[<prev] [next>] [<thread-prev] [thread-next>] [day] [month] [year] [list]
Message-ID: <9aeb7da4-0b94-4b53-9573-9f7fdcf142cc@igalia.com>
Date: Tue, 26 Aug 2025 17:01:06 -0300
From: André Almeida <andrealmeid@...lia.com>
To: Amir Goldstein <amir73il@...il.com>,
Gabriel Krisman Bertazi <krisman@...e.de>
Cc: Miklos Szeredi <miklos@...redi.hu>, Theodore Tso <tytso@....edu>,
linux-unionfs@...r.kernel.org, linux-kernel@...r.kernel.org,
linux-fsdevel@...r.kernel.org, Alexander Viro <viro@...iv.linux.org.uk>,
Christian Brauner <brauner@...nel.org>, Jan Kara <jack@...e.cz>,
kernel-dev@...lia.com
Subject: Re: [PATCH v6 4/9] ovl: Create ovl_casefold() to support casefolded
strncmp()
Em 26/08/2025 04:19, Amir Goldstein escreveu:
> On Tue, Aug 26, 2025 at 3:34 AM Gabriel Krisman Bertazi <krisman@...e.de> wrote:
>>
>> Gabriel Krisman Bertazi <gabriel@...sman.be> writes:
>>
>>> Amir Goldstein <amir73il@...il.com> writes:
>>>
>>>> On Mon, Aug 25, 2025 at 5:27 PM Amir Goldstein <amir73il@...il.com> wrote:
>>>>>
>>>>> On Mon, Aug 25, 2025 at 1:09 PM Gabriel Krisman Bertazi
>>>>> <gabriel@...sman.be> wrote:
>>>>>>
>>>>>> André Almeida <andrealmeid@...lia.com> writes:
>>>>>>
>>>>>>> To add overlayfs support casefold layers, create a new function
>>>>>>> ovl_casefold(), to be able to do case-insensitive strncmp().
>>>>>>>
>>>>>>> ovl_casefold() allocates a new buffer and stores the casefolded version
>>>>>>> of the string on it. If the allocation or the casefold operation fails,
>>>>>>> fallback to use the original string.
>>>>>>>
>>>>>>> The case-insentive name is then used in the rb-tree search/insertion
>>>>>>> operation. If the name is found in the rb-tree, the name can be
>>>>>>> discarded and the buffer is freed. If the name isn't found, it's then
>>>>>>> stored at struct ovl_cache_entry to be used later.
>>>>>>>
>>>>>>> Reviewed-by: Amir Goldstein <amir73il@...il.com>
>>>>>>> Signed-off-by: André Almeida <andrealmeid@...lia.com>
>>>>>>> ---
>>>>>>> Changes from v6:
>>>>>>> - Last version was using `strncmp(... tmp->len)` which was causing
>>>>>>> regressions. It should be `strncmp(... len)`.

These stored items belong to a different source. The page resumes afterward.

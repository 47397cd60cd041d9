//! Caller-facing request shape and upstream validation
//!
//! JSON callers supply percentages as whole numbers (6.5 meaning 6.5%); the
//! engine always works in decimal fractions. The engine itself never
//! validates — these checks belong to the calling layer and run before any
//! engine function is invoked.

use serde::{Deserialize, Serialize};
use thiserror::Error;

use crate::loan::{HelocInput, MortgageInput};

/// Raw calculator request as submitted by a caller
#[derive(Debug, Clone, Serialize, Deserialize)]
pub struct CalculatorRequest {
    /// Original loan amount
    pub principal: f64,

    /// Annual mortgage rate in percent (6.5 = 6.5%)
    pub annual_interest_rate: f64,

    /// Loan term in months
    pub term_in_months: u32,

    /// Outstanding balance today, if the loan is seasoned
    #[serde(default)]
    pub current_balance: Option<f64>,

    /// Override for the scheduled monthly payment
    #[serde(default)]
    pub monthly_payment: Option<f64>,

    /// HELOC credit limit
    #[serde(default)]
    pub heloc_limit: f64,

    /// HELOC annual rate in percent
    #[serde(default)]
    pub heloc_rate: f64,

    /// Monthly discretionary income
    #[serde(default)]
    pub discretionary_income: f64,
}

/// Why a request was rejected before reaching the engine
#[derive(Debug, Clone, PartialEq, Error)]
pub enum ValidationError {
    #[error("principal must be positive, got {0}")]
    NonPositivePrincipal(f64),

    #[error("annual interest rate must be between 0 and 100 percent, got {0}")]
    InterestRateOutOfRange(f64),

    #[error("term must be at least 1 month")]
    ZeroTerm,

    #[error("current balance cannot be negative, got {0}")]
    NegativeCurrentBalance(f64),

    #[error("monthly payment cannot be negative, got {0}")]
    NegativeMonthlyPayment(f64),

    #[error("HELOC limit cannot be negative, got {0}")]
    NegativeHelocLimit(f64),

    #[error("HELOC rate must be between 0 and 100 percent, got {0}")]
    HelocRateOutOfRange(f64),

    #[error("discretionary income cannot be negative, got {0}")]
    NegativeDiscretionaryIncome(f64),
}

impl CalculatorRequest {
    /// Check every upstream rule; the first violation wins
    pub fn validate(&self) -> Result<(), ValidationError> {
        if !(self.principal > 0.0) {
            return Err(ValidationError::NonPositivePrincipal(self.principal));
        }
        if !(0.0..=100.0).contains(&self.annual_interest_rate) {
            return Err(ValidationError::InterestRateOutOfRange(
                self.annual_interest_rate,
            ));
        }
        if self.term_in_months == 0 {
            return Err(ValidationError::ZeroTerm);
        }
        if let Some(balance) = self.current_balance {
            if balance < 0.0 {
                return Err(ValidationError::NegativeCurrentBalance(balance));
            }
        }
        if let Some(payment) = self.monthly_payment {
            if payment < 0.0 {
                return Err(ValidationError::NegativeMonthlyPayment(payment));
            }
        }
        if self.heloc_limit < 0.0 {
            return Err(ValidationError::NegativeHelocLimit(self.heloc_limit));
        }
        if !(0.0..=100.0).contains(&self.heloc_rate) {
            return Err(ValidationError::HelocRateOutOfRange(self.heloc_rate));
        }
        if self.discretionary_income < 0.0 {
            return Err(ValidationError::NegativeDiscretionaryIncome(
                self.discretionary_income,
            ));
        }
        Ok(())
    }

    /// Validate, then convert percent units to the engine's decimal
    /// fractions, producing both inputs over the same underlying mortgage
    pub fn to_inputs(&self) -> Result<(MortgageInput, HelocInput), ValidationError> {
        self.validate()?;

        let mortgage = MortgageInput {
            principal: self.principal,
            annual_interest_rate: self.annual_interest_rate / 100.0,
            term_in_months: self.term_in_months,
            current_balance: self.current_balance,
            monthly_payment: self.monthly_payment,
        };
        let heloc = HelocInput::for_mortgage(
            &mortgage,
            self.heloc_limit,
            self.heloc_rate / 100.0,
            self.discretionary_income,
        );

        Ok((mortgage, heloc))
    }
}
//! HELOC Accelerator - mortgage payoff simulation engine
//!
//! This library provides:
//! - Fixed-rate amortization schedules and closed-form remaining balances
//! - A month-by-month HELOC acceleration simulator
//! - Side-by-side strategy comparison with savings metrics
//! - Batch scenario runs and caller-facing request validation
//!
//! Every calculation is a pure function of its inputs: no I/O, no shared
//! state, bounded iteration, safe to call concurrently.

pub mod loan;
pub mod amortization;
pub mod heloc;
pub mod comparison;
pub mod scenario;
pub mod request;

// Re-export commonly used types
pub use loan::{HelocInput, MortgageInput};
pub use amortization::{
    calculate_monthly_payment, calculate_remaining_balance, generate_amortization_schedule,
    AmortizationSchedule, PaymentRecord,
};
pub use heloc::{calculate_heloc_acceleration, HelocCalculationResult, HelocPaymentRecord};
pub use comparison::{compare_strategies, ComparisonResult};
pub use request::CalculatorRequest;
pub use scenario::{Scenario, ScenarioOutcome};
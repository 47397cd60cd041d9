//! Schedule output structures for amortization runs

use serde::{Deserialize, Serialize};

/// One month of an amortization schedule
#[derive(Debug, Clone, Serialize, Deserialize)]
pub struct PaymentRecord {
    /// Month number, 1-indexed
    pub month: u32,

    /// Balance at the start of the month
    pub beginning_balance: f64,

    /// Amount actually paid this month (principal + interest; the final
    /// payment is smaller when the remaining balance caps the principal)
    pub payment_amount: f64,

    /// Portion applied to principal
    pub principal_payment: f64,

    /// Portion applied to interest
    pub interest_payment: f64,

    /// Balance after the payment
    pub ending_balance: f64,

    /// Running total of principal paid through this month
    pub cumulative_principal: f64,

    /// Running total of interest paid through this month
    pub cumulative_interest: f64,
}

/// Complete amortization schedule with summary figures
#[derive(Debug, Clone, Serialize, Deserialize)]
pub struct AmortizationSchedule {
    /// Monthly payment rows, chronological
    pub payments: Vec<PaymentRecord>,

    /// Number of months until payoff (row count)
    pub payoff_months: u32,

    /// Scheduled monthly payment used for the run
    pub monthly_payment: f64,

    /// Total interest paid over the schedule
    pub total_interest: f64,

    /// Total of all payments made over the schedule
    pub total_payments: f64,
}

impl AmortizationSchedule {
    /// Assemble a schedule from its rows, deriving the summary fields
    pub fn from_payments(payments: Vec<PaymentRecord>, monthly_payment: f64) -> Self {
        let total_interest = payments.last().map(|r| r.cumulative_interest).unwrap_or(0.0);
        let total_payments: f64 = payments.iter().map(|r| r.payment_amount).sum();

        Self {
            payoff_months: payments.len() as u32,
            monthly_payment,
            total_interest,
            total_payments,
            payments,
        }
    }

    /// Final balance on the schedule, 0 for an empty schedule
    pub fn final_balance(&self) -> f64 {
        self.payments.last().map(|r| r.ending_balance).unwrap_or(0.0)
    }
}
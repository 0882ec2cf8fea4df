//! MCP tool discovery and permission synthesis for the Claude CLI.
//!
//! The core pipeline locates `.mcp.json` declarations in a project tree,
//! enumerates each declared server's tools over the best transport it can
//! negotiate, and merges the resulting allow-list into
//! `.claude/settings.json`. Around it sit thin collaborators for invoking the
//! `claude` binary and loading `CLAUDE.md` memory files.

pub mod assistant;
pub mod bridge;
pub mod config;
pub mod events;
pub mod mcp;
pub mod memory;
pub mod policy;

pub use mcp::aggregate::{DiscoveryOptions, discover_mcp_tools};
pub use mcp::types::{DiscoveredConfig, DiscoveryResult, ServerConfig, ToolInfo};
pub use policy::{PolicyError, setup_mcp_permissions, update_settings};
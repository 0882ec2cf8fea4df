//! Transport planning: turn one server declaration into an ordered ladder of
//! attempts, or the wildcard signal.

use std::collections::HashMap;
use std::fmt;

use serde::Serialize;
use url::Url;

use super::{NetworkKind, ServerConfig};

/// Concrete transport tried during enumeration.
#[derive(Debug, Clone, Copy, PartialEq, Eq, Hash, Serialize)]
#[serde(rename_all = "kebab-case")]
pub enum TransportKind {
    Stdio,
    StreamableHttp,
    Sse,
    WebSocket,
}

impl TransportKind {
    pub fn as_str(&self) -> &'static str {
        match self {
            TransportKind::Stdio => "stdio",
            TransportKind::StreamableHttp => "streamable-http",
            TransportKind::Sse => "sse",
            TransportKind::WebSocket => "websocket",
        }
    }
}

impl fmt::Display for TransportKind {
    fn fmt(&self, f: &mut fmt::Formatter<'_>) -> fmt::Result {
        f.write_str(self.as_str())
    }
}

/// One rung of the ladder: a transport and the address it should use.
#[derive(Debug, Clone, PartialEq, Eq)]
pub enum TransportTarget {
    Stdio {
        command: String,
        args: Vec<String>,
        env: HashMap<String, String>,
    },
    StreamableHttp {
        url: String,
    },
    Sse {
        url: String,
    },
    WebSocket {
        url: String,
    },
}

impl TransportTarget {
    pub fn kind(&self) -> TransportKind {
        match self {
            TransportTarget::Stdio { .. } => TransportKind::Stdio,
            TransportTarget::StreamableHttp { .. } => TransportKind::StreamableHttp,
            TransportTarget::Sse { .. } => TransportKind::Sse,
            TransportTarget::WebSocket { .. } => TransportKind::WebSocket,
        }
    }
}

#[derive(Debug, Clone, PartialEq, Eq)]
pub enum TransportPlan {
    /// Try these in order; the first that lists tools wins.
    Attempts(Vec<TransportTarget>),
    /// Nothing to try; grant the server's wildcard.
    Wildcard { reason: String },
}

/// Rewrite `http`/`https` to `ws`/`wss`, ignoring scheme case. Anything
/// else, including text that does not parse as a URL, passes through.
pub fn websocket_url(url: &str) -> String {
    let Ok(mut parsed) = Url::parse(url) else {
        return url.to_string();
    };
    let scheme = match parsed.scheme() {
        "https" => "wss",
        "http" => "ws",
        _ => return url.to_string(),
    };
    if parsed.set_scheme(scheme).is_err() {
        return url.to_string();
    }
    parsed.into()
}

pub fn plan_transports(config: &ServerConfig) -> TransportPlan {
    match config {
        ServerConfig::Local { command, args, env } => {
            TransportPlan::Attempts(vec![TransportTarget::Stdio {
                command: command.clone(),
                args: args.clone(),
                env: env.clone(),
            }])
        }
        ServerConfig::Network { kind, url } => {
            let http = TransportTarget::StreamableHttp { url: url.clone() };
            let sse = TransportTarget::Sse { url: url.clone() };
            let ws = TransportTarget::WebSocket {
                url: websocket_url(url),
            };
            let ladder = match kind {
                NetworkKind::WebSocket => vec![ws, http],
                NetworkKind::Sse => vec![sse, http],
                NetworkKind::StreamableHttp => vec![http, sse, ws],
            };
            TransportPlan::Attempts(ladder)
        }
        ServerConfig::Unusable { reason } => TransportPlan::Wildcard {
            reason: reason.clone(),
        },
    }
}
//! Per-server tool enumeration.
//!
//! Walks the negotiated transport ladder under one deadline. The first rung
//! that lists tools wins; construction or connection failures move on to the
//! next rung. Exhausting the ladder, or running out of time, degrades to the
//! server's wildcard permission. Sessions are always closed.

use std::sync::Arc;
use std::time::Duration;

use tokio::time::Instant;

use super::negotiate::{TransportKind, TransportPlan, plan_transports};
use super::transport::{SdkTransportFactory, ToolSession, TransportFactory};
use super::{ServerConfig, ToolInfo};
use crate::events::{AttemptStage, DiscoveryEvent, DiscoveryReporter, TracingReporter};

pub const DEFAULT_ENUM_TIMEOUT: Duration = Duration::from_secs(10);

/// How long a session gets to shut down before it is abandoned.
pub const CLOSE_GRACE: Duration = Duration::from_secs(2);

/// Close budget once the enumeration deadline has passed. A server never
/// runs longer than its timeout plus this.
pub const CLOSE_FLOOR: Duration = Duration::from_millis(250);

#[derive(Clone)]
pub struct EnumerateOptions {
    /// Deadline for the whole ladder, measured from the first attempt.
    pub timeout: Duration,
    pub factory: Arc<dyn TransportFactory>,
    pub reporter: Arc<dyn DiscoveryReporter>,
}

impl Default for EnumerateOptions {
    fn default() -> Self {
        Self {
            timeout: DEFAULT_ENUM_TIMEOUT,
            factory: Arc::new(SdkTransportFactory {
                request_timeout: DEFAULT_ENUM_TIMEOUT,
            }),
            reporter: Arc::new(TracingReporter),
        }
    }
}

#[derive(Debug, Clone, PartialEq, Eq)]
pub enum EnumerationStatus {
    Listed { transport: TransportKind },
    Wildcard { reason: String },
}

/// What one server contributed to discovery.
#[derive(Debug, Clone)]
pub struct ServerOutcome {
    pub server: String,
    pub tools: Vec<ToolInfo>,
    pub status: EnumerationStatus,
}

impl ServerOutcome {
    pub fn wildcard(server: &str, reason: impl Into<String>) -> Self {
        Self {
            server: server.to_string(),
            tools: vec![ToolInfo::wildcard(server)],
            status: EnumerationStatus::Wildcard {
                reason: reason.into(),
            },
        }
    }

    pub fn is_wildcard(&self) -> bool {
        matches!(self.status, EnumerationStatus::Wildcard { .. })
    }
}

fn fallback(server: &str, reason: String, reporter: &dyn DiscoveryReporter) -> ServerOutcome {
    reporter.report(DiscoveryEvent::WildcardFallback {
        server: server.to_string(),
        reason: reason.clone(),
    });
    ServerOutcome::wildcard(server, reason)
}

async fn close_session(session: &mut dyn ToolSession, deadline: Instant) {
    let now = Instant::now();
    let close_by = deadline.max(now + CLOSE_FLOOR).min(now + CLOSE_GRACE);
    if tokio::time::timeout_at(close_by, session.close()).await.is_err() {
        tracing::debug!("session close exceeded grace period; abandoning");
    }
}

/// Enumerate one server's tools. Never fails.
pub async fn enumerate_server(
    server: &str,
    config: &ServerConfig,
    options: &EnumerateOptions,
) -> ServerOutcome {
    let reporter = options.reporter.as_ref();
    reporter.report(DiscoveryEvent::ServerStarted {
        server: server.to_string(),
    });
    let deadline = Instant::now() + options.timeout;

    let attempts = match plan_transports(config) {
        TransportPlan::Attempts(attempts) => attempts,
        TransportPlan::Wildcard { reason } => return fallback(server, reason, reporter),
    };
    let timed_out = || format!("timed out after {}ms", options.timeout.as_millis());

    let mut last_error = String::from("no transport attempted");
    for target in &attempts {
        let transport = target.kind();
        reporter.report(DiscoveryEvent::AttemptStarted {
            server: server.to_string(),
            transport,
        });

        let mut session = match options.factory.build(server, target) {
            Ok(session) => session,
            Err(e) => {
                last_error = format!("{transport}: {e}");
                reporter.report(DiscoveryEvent::AttemptFailed {
                    server: server.to_string(),
                    transport,
                    stage: AttemptStage::Construct,
                    error: e.to_string(),
                });
                continue;
            }
        };

        let listed = tokio::time::timeout_at(deadline, session.open_and_list()).await;
        close_session(session.as_mut(), deadline).await;

        match listed {
            Ok(Ok(names)) => {
                reporter.report(DiscoveryEvent::ToolsListed {
                    server: server.to_string(),
                    transport,
                    count: names.len(),
                });
                return ServerOutcome {
                    server: server.to_string(),
                    tools: names.iter().map(|n| ToolInfo::new(server, n)).collect(),
                    status: EnumerationStatus::Listed { transport },
                };
            }
            Ok(Err(e)) => {
                last_error = format!("{transport}: {e}");
                reporter.report(DiscoveryEvent::AttemptFailed {
                    server: server.to_string(),
                    transport,
                    stage: AttemptStage::Connect,
                    error: e.to_string(),
                });
            }
            Err(_) => return fallback(server, timed_out(), reporter),
        }

        if Instant::now() >= deadline {
            return fallback(server, timed_out(), reporter);
        }
    }

    fallback(
        server,
        format!("all transports failed; last error: {last_error}"),
        reporter,
    )
}

#[cfg(test)]
pub(crate) mod fakes {
    //! Scriptable factory used by enumerator and aggregator tests.

    use std::collections::HashMap;
    use std::sync::Mutex;
    use std::sync::atomic::{AtomicUsize, Ordering};

    use async_trait::async_trait;

    use crate::mcp::negotiate::{TransportKind, TransportTarget};
    use crate::mcp::transport::{ToolSession, TransportError, TransportFactory};

    #[derive(Debug, Clone)]
    pub enum Behaviour {
        FailBuild,
        FailConnect,
        Tools(Vec<&'static str>),
        Hang,
        /// Hangs while listing and again while closing.
        HangAndStall,
        Panic,
    }

    struct FakeSession {
        behaviour: Behaviour,
        closed: std::sync::Arc<AtomicUsize>,
    }

    #[async_trait]
    impl ToolSession for FakeSession {
        async fn open_and_list(&mut self) -> Result<Vec<String>, TransportError> {
            match &self.behaviour {
                Behaviour::Tools(names) => Ok(names.iter().map(|s| s.to_string()).collect()),
                Behaviour::FailConnect => Err(TransportError::Connect("refused".into())),
                Behaviour::Hang | Behaviour::HangAndStall => std::future::pending().await,
                Behaviour::Panic => panic!("session exploded"),
                Behaviour::FailBuild => unreachable!("never built"),
            }
        }

        async fn close(&mut self) {
            self.closed.fetch_add(1, Ordering::SeqCst);
            if matches!(self.behaviour, Behaviour::HangAndStall) {
                std::future::pending::<()>().await;
            }
        }
    }

    /// Behaviour keyed by (server, transport); unlisted pairs fail to build.
    #[derive(Default)]
    pub struct FakeFactory {
        pub script: HashMap<(String, TransportKind), Behaviour>,
        pub attempts: Mutex<Vec<(String, TransportTarget)>>,
        pub closed: std::sync::Arc<AtomicUsize>,
    }

    impl FakeFactory {
        pub fn with(mut self, server: &str, kind: TransportKind, behaviour: Behaviour) -> Self {
            self.script.insert((server.to_string(), kind), behaviour);
            self
        }

        pub fn attempts(&self) -> Vec<(String, TransportTarget)> {
            self.attempts.lock().unwrap().clone()
        }

        pub fn closed(&self) -> usize {
            self.closed.load(Ordering::SeqCst)
        }
    }

    impl TransportFactory for FakeFactory {
        fn build(
            &self,
            server: &str,
            target: &TransportTarget,
        ) -> Result<Box<dyn ToolSession>, TransportError> {
            self.attempts
                .lock()
                .unwrap()
                .push((server.to_string(), target.clone()));
            let behaviour = self
                .script
                .get(&(server.to_string(), target.kind()))
                .cloned()
                .unwrap_or(Behaviour::FailBuild);
            if matches!(behaviour, Behaviour::FailBuild) {
                return Err(TransportError::Construct("scripted failure".into()));
            }
            Ok(Box::new(FakeSession {
                behaviour,
                closed: self.closed.clone(),
            }))
        }
    }
}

>>>>>>> - Rename cf_len to c_len
>>>>>>> - Use c_len for tree operation: (cmp < 0 || len < tmp->c_len)
>>>>>>> - Remove needless kfree(cf_name)
>>>>>>> ---
>>>>>>> fs/overlayfs/readdir.c | 113 ++++++++++++++++++++++++++++++++++++++++---------
>>>>>>> 1 file changed, 94 insertions(+), 19 deletions(-)
>>>>>>>
>>>>>>> diff --git a/fs/overlayfs/readdir.c b/fs/overlayfs/readdir.c
>>>>>>> index b65cdfce31ce27172d28d879559f1008b9c87320..dfc661b7bc3f87efbf14991e97cee169400d823b 100644
>>>>>>> --- a/fs/overlayfs/readdir.c
>>>>>>> +++ b/fs/overlayfs/readdir.c
>>>>>>> @@ -27,6 +27,8 @@ struct ovl_cache_entry {
>>>>>>> bool is_upper;
>>>>>>> bool is_whiteout;
>>>>>>> bool check_xwhiteout;
>>>>>>> + const char *c_name;
>>>>>>> + int c_len;
>>>>>>> char name[];
>>>>>>> };
>>>>>>>
>>>>>>> @@ -45,6 +47,7 @@ struct ovl_readdir_data {
>>>>>>> struct list_head *list;
>>>>>>> struct list_head middle;
>>>>>>> struct ovl_cache_entry *first_maybe_whiteout;
>>>>>>> + struct unicode_map *map;
>>>>>>> int count;
>>>>>>> int err;
>>>>>>> bool is_upper;
>>>>>>> @@ -66,6 +69,27 @@ static struct ovl_cache_entry *ovl_cache_entry_from_node(struct rb_node *n)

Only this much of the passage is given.